To do:
The response should be the lines of the data, starting at the first and ending at the one that contains "let review = Review", copied without change.

Stored data entries:
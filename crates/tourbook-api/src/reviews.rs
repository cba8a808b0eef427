//! Reviews
//!
//! A review references a user and a tour owned by other services; the
//! handler verifies both remotely before anything is stored here.

use chrono::{DateTime, Utc};
use serde::{Deserialize, Serialize};
use tokio::sync::RwLock;
use tourbook_core::{Result, TourbookError};
use utoipa::ToSchema;
use uuid::Uuid;
use validator::Validate;

#[derive(Debug, Clone, PartialEq, Serialize, Deserialize, ToSchema)]
pub struct Review {
    pub id: String,
    pub user_id: String,
    pub tour_id: String,
    pub review_text: String,
    pub rating: u8,
    pub created_at: DateTime<Utc>,
    pub updated_at: DateTime<Utc>,
}

#[derive(Debug, Clone, Deserialize, Validate, ToSchema)]
pub struct CreateReviewRequest {
    #[validate(length(min = 1, message = "Review text is required"))]
    pub review_text: String,

    #[validate(range(min = 1, max = 5, message = "Rating must be between 1 and 5"))]
    pub rating: u8,
}

#[derive(Default)]
pub struct ReviewStore {
    reviews: RwLock<Vec<Review>>,
}

impl ReviewStore {
    pub fn new() -> Self {
        Self::default()
    }

    /// Check the request body before any remote call is made
    pub fn validate(request: &CreateReviewRequest) -> Result<()> {
        request
            .validate()
            .map_err(|e| TourbookError::ValidationError(e.to_string()))?;
        if request.review_text.trim().is_empty() {
            return Err(TourbookError::ValidationError(
                "Review text is required".to_string(),
            ));
        }
        Ok(())
    }

    pub async fn create(
        &self,
        user_id: &str,
        tour_id: &str,
        request: CreateReviewRequest,
    ) -> Result<Review> {
        Self::validate(&request)?;

        let now = Utc::now();
        let review = Review {
            id: Uuid::new_v4().to_string(),
            user_id: user_id.to_string(),
            tour_id: tour_id.to_string(),
            review_text: request.review_text.trim().to_string(),
            rating: request.rating,
            created_at: now,
            updated_at: now,
        };
        self.reviews.write().await.push(review.clone());

        Ok(review)
    }

    pub async fn for_tour(&self, tour_id: &str) -> Vec<Review> {
        self.reviews
            .read()
            .await
            .iter()
            .filter(|r| r.tour_id == tour_id)
            .cloned()
            .collect()
    }
}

Written answer:
filename crates/tourbook-api/src/reviews.rs
repository cba8a808b0eef427
//! Reviews
//!
//! A review references a user and a tour owned by other services; the
//! handler verifies both remotely before anything is stored here.

use chrono::{DateTime, Utc};
use serde::{Deserialize, Serialize};
use tokio::sync::RwLock;
use tourbook_core::{Result, TourbookError};
use utoipa::ToSchema;
use uuid::Uuid;
use validator::Validate;

#[derive(Debug, Clone, PartialEq, Serialize, Deserialize, ToSchema)]
pub struct Review {
    pub id: String,
    pub user_id: String,
    pub tour_id: String,
    pub review_text: String,
    pub rating: u8,
    pub created_at: DateTime<Utc>,
    pub updated_at: DateTime<Utc>,
}

#[derive(Debug, Clone, Deserialize, Validate, ToSchema)]
pub struct CreateReviewRequest {
    #[validate(length(min = 1, message = "Review text is required"))]
    pub review_text: String,

    #[validate(range(min = 1, max = 5, message = "Rating must be between 1 and 5"))]
    pub rating: u8,
}

#[derive(Default)]
pub struct ReviewStore {
    reviews: RwLock<Vec<Review>>,
}

impl ReviewStore {
    pub fn new() -> Self {
        Self::default()
    }

    /// Check the request body before any remote call is made
    pub fn validate(request: &CreateReviewRequest) -> Result<()> {
        request
            .validate()
            .map_err(|e| TourbookError::ValidationError(e.to_string()))?;
        if request.review_text.trim().is_empty() {
            return Err(TourbookError::ValidationError(
                "Review text is required".to_string(),
            ));
        }
        Ok(())
    }

    pub async fn create(
        &self,
        user_id: &str,
        tour_id: &str,
        request: CreateReviewRequest,
    ) -> Result<Review> {
        Self::validate(&request)?;

        let now = Utc::now();
        let review = Review {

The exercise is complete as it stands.